# What is being asked
Please return every line of the records below that holds the word "buckets".

◆ ◆ ◆ ◆

use crate::{
    cass_type::CassType,
    config::CodecConfig,
    error::CodecError,
    types::{Date, Decimal, Time, Timestamp, Tuple, Uuid, Varint},
    value::{HostValue, Value},
    wire::WireValue,
};
use cassval_primitives::ValueKind;
use std::{
    collections::HashMap,
    hash::{BuildHasher, RandomState},
};
use tracing::trace;

/// Decode a wire value into its canonical dynamic host value.
pub fn decode_value<W: WireValue>(wire: &W, cass_type: &CassType) -> Result<Value, CodecError> {
    Decoder::default().decode(wire, cass_type)
}

/// Decode into `dst`. Returns `Ok(false)` when the wire value was NULL and
/// `dst` was reset to its null representation.
pub fn read<W: WireValue, T: HostValue>(
    wire: &W,
    cass_type: &CassType,
    dst: &mut T,
) -> Result<bool, CodecError> {
    Decoder::default().read(wire, cass_type, dst)
}

/// [`read`] for a result-set column; errors name the column.
pub fn read_column<W: WireValue, T: HostValue>(
    wire: &W,
    cass_type: &CassType,
    index: usize,
    name: &str,
    dst: &mut T,
) -> Result<bool, CodecError> {
    Decoder::default().read_column(wire, cass_type, index, name, dst)
}

///
/// Decoder
///
/// Wire value to host value dispatcher, keyed on the CQL type tag.
///
/// Collection items and tuple slots are decoded with the type the wire
/// reports for them, falling back to the declared subtype when the wire
/// does not say.
///

#[derive(Clone, Debug, Default)]
pub struct Decoder {
    config: CodecConfig,
}

impl Decoder {
    #[must_use]
    pub const fn new(config: CodecConfig) -> Self {
        Self { config }
    }

    #[must_use]
    pub const fn config(&self) -> &CodecConfig {
        &self.config
    }

    pub fn decode<W: WireValue>(&self, wire: &W, cass_type: &CassType) -> Result<Value, CodecError> {
        self.decode_at(wire, cass_type, 0)
    }

    pub fn read<W: WireValue, T: HostValue>(
        &self,
        wire: &W,
        cass_type: &CassType,
        dst: &mut T,
    ) -> Result<bool, CodecError> {
        if wire.is_null() {
            *dst = T::null_value();
            return Ok(false);
        }

        let value = self.decode(wire, cass_type)?;
        *dst = T::from_value(value)
            .ok_or_else(|| CodecError::type_mismatch(T::host_type_name(), cass_type))?;

        Ok(true)
    }

    pub fn read_column<W: WireValue, T: HostValue>(
        &self,
        wire: &W,
        cass_type: &CassType,
        index: usize,
        name: &str,
        dst: &mut T,
    ) -> Result<bool, CodecError> {
        self.read(wire, cass_type, dst)
            .map_err(|err| err.with_column(index, name))
    }

    fn decode_at<W: WireValue>(
        &self,
        wire: &W,
        ty: &CassType,
        depth: usize,
    ) -> Result<Value, CodecError> {
        self.config.check_depth(depth)?;

        if wire.is_null() {
            return Ok(Value::Null);
        }
        trace!(cql_type = %ty, "decoding value");

        let value = match ty.primary() {
            ValueKind::Ascii | ValueKind::Text | ValueKind::Varchar => {
                Value::Text(wire.get_string()?.to_owned())
            }
            ValueKind::Boolean => Value::Bool(wire.get_bool()?),

            ValueKind::TinyInt => Value::TinyInt(wire.get_int8()?),
            ValueKind::SmallInt => Value::SmallInt(wire.get_int16()?),
            ValueKind::Int => Value::Int(wire.get_int32()?),
            ValueKind::BigInt | ValueKind::Counter => Value::BigInt(wire.get_int64()?),
            ValueKind::Varint => Value::Varint(Varint::from_bytes(wire.get_bytes()?)),

            ValueKind::Float => Value::Float(wire.get_float()?),
            ValueKind::Double => Value::Double(wire.get_double()?),
            ValueKind::Decimal => {
                let (unscaled, scale) = wire.get_decimal()?;
                Value::Decimal(Decimal::from_wire(unscaled, scale))
            }

            ValueKind::Blob => Value::Blob(wire.get_bytes()?.to_vec()),

            ValueKind::Timestamp => Value::Timestamp(Timestamp::from_seconds(wire.get_int64()?)),
            ValueKind::Date => Value::Date(Date::from_raw(wire.get_uint32()?)),
            ValueKind::Time => Value::Time(Time::from_nanos(wire.get_int64()?)?),

            ValueKind::Uuid | ValueKind::TimeUuid => {
                Value::Uuid(Uuid::parse(&wire.get_uuid_string()?)?)
            }
            ValueKind::Inet => Value::Inet(wire.get_inet()?),

            ValueKind::List => Value::List(self.decode_elements(wire, ty, depth)?),
            ValueKind::Set => Value::Set(dedupe(self.decode_elements(wire, ty, depth)?)),
            ValueKind::Map => Value::Map(self.decode_entries(wire, ty, depth)?),
            ValueKind::Tuple => Value::Tuple(self.decode_tuple(wire, ty, depth)?),

            ValueKind::Udt | ValueKind::Custom | ValueKind::Unknown => {
                return Err(CodecError::unsupported(ty));
            }
        };

        Ok(value)
    }

    fn decode_elements<W: WireValue>(
        &self,
        wire: &W,
        ty: &CassType,
        depth: usize,
    ) -> Result<Vec<Value>, CodecError> {
        let items = wire.elements()?;
        self.config.check_len(items.len())?;

        items
            .iter()
            .map(|item| self.decode_at(item, &item_type(item, ty.subtype(0)), depth + 1))
            .collect()
    }

    fn decode_entries<W: WireValue>(
        &self,
        wire: &W,
        ty: &CassType,
        depth: usize,
    ) -> Result<Vec<(Value, Value)>, CodecError> {
        let entries = wire.entries()?;
        self.config.check_len(entries.len())?;

        entries
            .iter()
            .map(|(key, value)| {
                Ok((
                    self.decode_at(key, &item_type(key, ty.subtype(0)), depth + 1)?,
                    self.decode_at(value, &item_type(value, ty.subtype(1)), depth + 1)?,
                ))
            })
            .collect()
    }

    fn decode_tuple<W: WireValue>(
        &self,
        wire: &W,
        ty: &CassType,
        depth: usize,
    ) -> Result<Tuple, CodecError> {
        let fields = wire.fields()?;
        self.config.check_len(fields.len())?;

        let mut kinds = Vec::with_capacity(fields.len());
        let mut values = Vec::with_capacity(fields.len());
        for (index, field) in fields.iter().enumerate() {
            let slot_type = item_type(field, ty.subtype(index));
            values.push(self.decode_at(field, &slot_type, depth + 1)?);
            kinds.push(slot_type);
        }

        Ok(Tuple::from_parts(CassType::tuple_of(kinds), values))
    }
}

// The item's own wire type unless the wire left it unknown.
fn item_type<W: WireValue>(item: &W, declared: Option<&CassType>) -> CassType {
    let own = item.data_type();
    if own.is_unknown() {
        declared.cloned().unwrap_or(own)
    } else {
        own
    }
}

// Drop repeated set members, keeping wire order of first occurrence.
// Members are bucketed by hash and only compared within a bucket.
fn dedupe(items: Vec<Value>) -> Vec<Value> {
    let state = RandomState::new();
    let mut buckets: HashMap<u64, Vec<usize>> = HashMap::with_capacity(items.len());
    let mut out: Vec<Value> = Vec::with_capacity(items.len());
    for item in items {
        let bucket = buckets.entry(state.hash_one(&item)).or_default();
        if bucket.iter().any(|&seen| out[seen] == item) {
            continue;
        }
        bucket.push(out.len());
        out.push(item);
    }

    out
}
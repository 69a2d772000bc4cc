mod infer;

#[cfg(test)]
mod tests;

pub use infer::infer_type;

use crate::{
    bind::{Primitive, StatementSink, TypedValue},
    cass_type::CassType,
    config::CodecConfig,
    error::{CodecError, MalformedValueError},
    types::{Date, Time, Tuple, Uuid, Varint},
    value::{HostValue, Value},
};
use cassval_primitives::ValueKind;
use tracing::{debug, trace};

/// Encode one value against its declared CQL type using the default config.
/// Pass `CassType::UNKNOWN` to have the type inferred from the value.
pub fn to_typed_value(value: &Value, declared: &CassType) -> Result<TypedValue, CodecError> {
    Encoder::default().encode(value, declared)
}

/// Encode a static host value.
pub fn encode<T: HostValue>(value: &T, declared: &CassType) -> Result<TypedValue, CodecError> {
    to_typed_value(&value.to_value(), declared)
}

/// Bind `args` positionally. Missing declared types are inferred.
pub fn bind_arguments<S: StatementSink>(
    sink: &mut S,
    args: &[Value],
    declared: &[CassType],
) -> Result<(), CodecError> {
    Encoder::default().bind_arguments(sink, args, declared)
}

///
/// Encoder
///
/// Host value to `TypedValue` dispatcher.
///
/// A concrete declared type is honoured strictly: the host value is coerced
/// to it or rejected. An unknown declared type is inferred from the value.
/// Inside collections the first element that resolves a type fixes it for
/// all of its siblings.
///

#[derive(Clone, Debug, Default)]
pub struct Encoder {
    config: CodecConfig,
}

impl Encoder {
    #[must_use]
    pub const fn new(config: CodecConfig) -> Self {
        Self { config }
    }

    #[must_use]
    pub const fn config(&self) -> &CodecConfig {
        &self.config
    }

    pub fn encode(&self, value: &Value, declared: &CassType) -> Result<TypedValue, CodecError> {
        self.encode_at(value, declared, 0)
    }

    /// Encode and bind a single statement parameter. NULL binds as NULL
    /// without consulting the declared type.
    pub fn write<S: StatementSink>(
        &self,
        sink: &mut S,
        index: usize,
        value: &Value,
        declared: &CassType,
    ) -> Result<(), CodecError> {
        if value.is_null() {
            sink.bind_null(index);
            return Ok(());
        }

        let typed = self
            .encode(value, declared)
            .map_err(|err| err.with_argument(index))?;
        typed.bind(sink, index);

        Ok(())
    }

    pub fn bind_arguments<S: StatementSink>(
        &self,
        sink: &mut S,
        args: &[Value],
        declared: &[CassType],
    ) -> Result<(), CodecError> {
        let unknown = CassType::UNKNOWN;
        for (index, value) in args.iter().enumerate() {
            let declared = declared.get(index).unwrap_or(&unknown);
            self.write(sink, index, value, declared)?;
        }

        Ok(())
    }

    fn encode_at(
        &self,
        value: &Value,
        declared: &CassType,
        depth: usize,
    ) -> Result<TypedValue, CodecError> {
        self.config.check_depth(depth)?;

        if let Value::Set(items) = value {
            return self.encode_set(items, declared, depth);
        }

        if declared.is_unknown() {
            let inferred = infer_type(value)?;
            debug!(host_type = value.host_type(), cql_type = %inferred, "inferred CQL type");

            return self.encode_as(value, &inferred, depth);
        }

        self.encode_as(value, declared, depth)
    }

    fn encode_set(
        &self,
        items: &[Value],
        declared: &CassType,
        depth: usize,
    ) -> Result<TypedValue, CodecError> {
        match declared.primary() {
            ValueKind::Unknown => self.encode_sequence(items, &CassType::SET, depth),
            ValueKind::Set => self.encode_sequence(items, declared, depth),
            _ => Err(CodecError::type_mismatch("set", declared)),
        }
    }

    fn encode_as(
        &self,
        value: &Value,
        ty: &CassType,
        depth: usize,
    ) -> Result<TypedValue, CodecError> {
        trace!(host_type = value.host_type(), cql_type = %ty, "encoding value");

        if value.is_null() {
            return Ok(TypedValue::Null(ty.clone()));
        }

        let primitive = match (ty.primary(), value) {
            (ValueKind::Ascii | ValueKind::Text | ValueKind::Varchar, Value::Text(s)) => {
                payload_len(s.len(), ty)?;
                Primitive::String(s.clone())
            }
            (ValueKind::Boolean, Value::Bool(b)) => Primitive::Bool(*b),

            (ValueKind::TinyInt, _) => Primitive::Int8(narrow(value, ty)?),
            (ValueKind::SmallInt, _) => Primitive::Int16(narrow(value, ty)?),
            (ValueKind::Int, _) => Primitive::Int32(narrow(value, ty)?),
            (ValueKind::BigInt | ValueKind::Counter, _) => Primitive::Int64(narrow(value, ty)?),
            (ValueKind::Varint, Value::Varint(v)) => Primitive::Bytes(v.to_bytes()),
            (ValueKind::Varint, _) => Primitive::Bytes(Varint::from(integer(value, ty)?).to_bytes()),

            (ValueKind::Float, Value::Float(f)) => Primitive::Float(*f),
            (ValueKind::Double, Value::Double(f)) => Primitive::Double(*f),
            (ValueKind::Double, Value::Float(f)) => Primitive::Double(f64::from(*f)),
            (ValueKind::Decimal, Value::Decimal(d)) => Primitive::Decimal {
                unscaled: d.unscaled_bytes(),
                scale: d.scale(),
            },

            (ValueKind::Blob, Value::Blob(b)) => {
                payload_len(b.len(), ty)?;
                Primitive::Bytes(b.clone())
            }

            (ValueKind::Timestamp, Value::Timestamp(t)) => Primitive::Int64(t.seconds()),
            (ValueKind::Timestamp, Value::BigInt(v) | Value::Integer(v)) => Primitive::Int64(*v),
            (ValueKind::Date, Value::Date(d)) => Primitive::Uint32(d.raw()),
            (ValueKind::Date, Value::Text(s)) => Primitive::Uint32(Date::parse(s)?.raw()),
            (ValueKind::Time, Value::Time(t)) => Primitive::Int64(t.nanos()),
            (ValueKind::Time, Value::BigInt(v) | Value::Integer(v)) => {
                Primitive::Int64(Time::from_nanos(*v)?.nanos())
            }

            (ValueKind::Uuid | ValueKind::TimeUuid, Value::Uuid(u)) => Primitive::Uuid(*u),
            (ValueKind::Uuid | ValueKind::TimeUuid, Value::Text(s)) => {
                Primitive::Uuid(Uuid::parse(s)?)
            }
            (ValueKind::Inet, Value::Inet(ip)) => Primitive::Inet(*ip),
            (ValueKind::Inet, Value::Text(s)) => Primitive::Inet(
                s.parse()
                    .map_err(|_| MalformedValueError::literal("inet", s.as_str()))?,
            ),

            (ValueKind::List | ValueKind::Set, Value::List(items)) => {
                return self.encode_sequence(items, ty, depth);
            }
            (ValueKind::Map, Value::Map(entries)) => return self.encode_map(entries, ty, depth),
            (ValueKind::Tuple, Value::Tuple(tuple)) => {
                return self.encode_tuple(tuple, ty, depth);
            }

            (ValueKind::Udt | ValueKind::Custom | ValueKind::Unknown, _) => {
                return Err(CodecError::unsupported(ty));
            }
            _ => return Err(CodecError::type_mismatch(value.host_type(), ty)),
        };

        Ok(TypedValue::Primitive {
            cass_type: ty.clone(),
            value: primitive,
        })
    }

    fn encode_sequence(
        &self,
        items: &[Value],
        ty: &CassType,
        depth: usize,
    ) -> Result<TypedValue, CodecError> {
        self.config.check_len(items.len())?;
        payload_len(items.len(), ty)?;

        let mut element = ty.subtype(0).cloned().unwrap_or(CassType::UNKNOWN);
        let declared = element.is_resolved();
        let items = items
            .iter()
            .map(|item| self.encode_element(item, &mut element, declared, depth))
            .collect::<Result<Vec<_>, _>>()?;

        let cass_type = if element.is_unknown() {
            ty.clone()
        } else {
            ty.specialize(vec![element])
        };

        Ok(TypedValue::Collection { cass_type, items })
    }

    fn encode_map(
        &self,
        entries: &[(Value, Value)],
        ty: &CassType,
        depth: usize,
    ) -> Result<TypedValue, CodecError> {
        self.config.check_len(entries.len())?;
        payload_len(entries.len(), ty)?;

        let mut key_type = ty.subtype(0).cloned().unwrap_or(CassType::UNKNOWN);
        let mut value_type = ty.subtype(1).cloned().unwrap_or(CassType::UNKNOWN);
        let (key_declared, value_declared) = (key_type.is_resolved(), value_type.is_resolved());
        let mut items = Vec::with_capacity(entries.len() * 2);
        for (key, value) in entries {
            items.push(self.encode_element(key, &mut key_type, key_declared, depth)?);
            items.push(self.encode_element(value, &mut value_type, value_declared, depth)?);
        }

        let cass_type = if key_type.is_unknown() && value_type.is_unknown() {
            ty.clone()
        } else {
            ty.specialize(vec![key_type, value_type])
        };

        Ok(TypedValue::Collection { cass_type, items })
    }

    // Encodes one collection item. A declared element type coerces the item.
    // Otherwise the item is inferred on its own and must agree with the
    // type its earlier siblings fixed.
    fn encode_element(
        &self,
        item: &Value,
        element: &mut CassType,
        declared: bool,
        depth: usize,
    ) -> Result<TypedValue, CodecError> {
        if item.is_null() {
            return Err(CodecError::type_mismatch(item.host_type(), element));
        }
        if declared {
            return self.encode_at(item, element, depth + 1);
        }

        let encoded = self.encode_at(item, &CassType::UNKNOWN, depth + 1)?;
        if let Some(merged) = unify(element, encoded.cass_type()) {
            if merged != *element {
                debug!(cql_type = %merged, "collection element type fixed");
                *element = merged;
            }
            return Ok(encoded);
        }

        // an untyped integer literal may take the width its siblings fixed
        if matches!(item, Value::Integer(_)) && is_integer(element.primary()) {
            return self
                .encode_as(item, element, depth + 1)
                .map_err(|_| CodecError::type_mismatch(item.host_type(), element));
        }

        Err(CodecError::type_mismatch(item.host_type(), element))
    }

    fn encode_tuple(
        &self,
        tuple: &Tuple,
        ty: &CassType,
        depth: usize,
    ) -> Result<TypedValue, CodecError> {
        let declared = if ty.subtypes().is_empty() {
            tuple.kind().subtypes()
        } else {
            ty.subtypes()
        };
        if declared.len() != tuple.len() {
            return Err(CodecError::type_mismatch(
                format!("tuple of {} values", tuple.len()),
                ty,
            ));
        }

        let mut slots = Vec::with_capacity(tuple.len());
        let mut kinds = Vec::with_capacity(tuple.len());
        for (index, (value, declared)) in tuple.values().iter().zip(declared).enumerate() {
            let slot_type = match tuple.kind().subtype(index) {
                Some(own) if declared.is_unknown() => own,
                _ => declared,
            };

            let encoded = if value.is_null() {
                TypedValue::Null(slot_type.clone())
            } else {
                self.encode_at(value, slot_type, depth + 1)?
            };
            kinds.push(encoded.cass_type().clone());
            slots.push(encoded);
        }

        Ok(TypedValue::Tuple {
            cass_type: CassType::tuple_of(kinds),
            slots,
        })
    }
}

// Most resolved type both sides agree on, or `None` when they conflict.
fn unify(fixed: &CassType, own: &CassType) -> Option<CassType> {
    if fixed.is_unknown() {
        return Some(own.clone());
    }
    if own.is_unknown() || (own.subtypes().is_empty() && fixed.primary() == own.primary()) {
        return Some(fixed.clone());
    }
    if fixed.primary() != own.primary() {
        return None;
    }
    if fixed.subtypes().is_empty() {
        return Some(own.clone());
    }
    if fixed.subtypes().len() != own.subtypes().len() {
        return None;
    }

    let subtypes = fixed
        .subtypes()
        .iter()
        .zip(own.subtypes())
        .map(|(fixed, own)| unify(fixed, own))
        .collect::<Option<Vec<_>>>()?;

    Some(fixed.specialize(subtypes))
}

const fn is_integer(kind: ValueKind) -> bool {
    matches!(
        kind,
        ValueKind::TinyInt
            | ValueKind::SmallInt
            | ValueKind::Int
            | ValueKind::BigInt
            | ValueKind::Varint
    )
}

// Native protocol lengths and counts are i32-prefixed.
fn payload_len(len: usize, ty: &CassType) -> Result<(), CodecError> {
    i32::try_from(len)
        .map(|_| ())
        .map_err(|_| CodecError::out_of_range(format!("length {len}"), ty))
}

// Integer payload of any integer-valued host variant.
fn integer(value: &Value, ty: &CassType) -> Result<i64, CodecError> {
    match value {
        Value::Varint(v) => i64::try_from(&**v).map_err(|_| CodecError::out_of_range(v, ty)),
        other => other
            .as_i64()
            .ok_or_else(|| CodecError::type_mismatch(other.host_type(), ty)),
    }
}

fn narrow<T: TryFrom<i64>>(value: &Value, ty: &CassType) -> Result<T, CodecError> {
    let wide = integer(value, ty)?;
    T::try_from(wide).map_err(|_| CodecError::out_of_range(wide, ty))
}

◆ ◆ ◆ ◆

# Response to the task
    let mut buckets: HashMap<u64, Vec<usize>> = HashMap::with_capacity(items.len());
        let bucket = buckets.entry(state.hash_one(&item)).or_default();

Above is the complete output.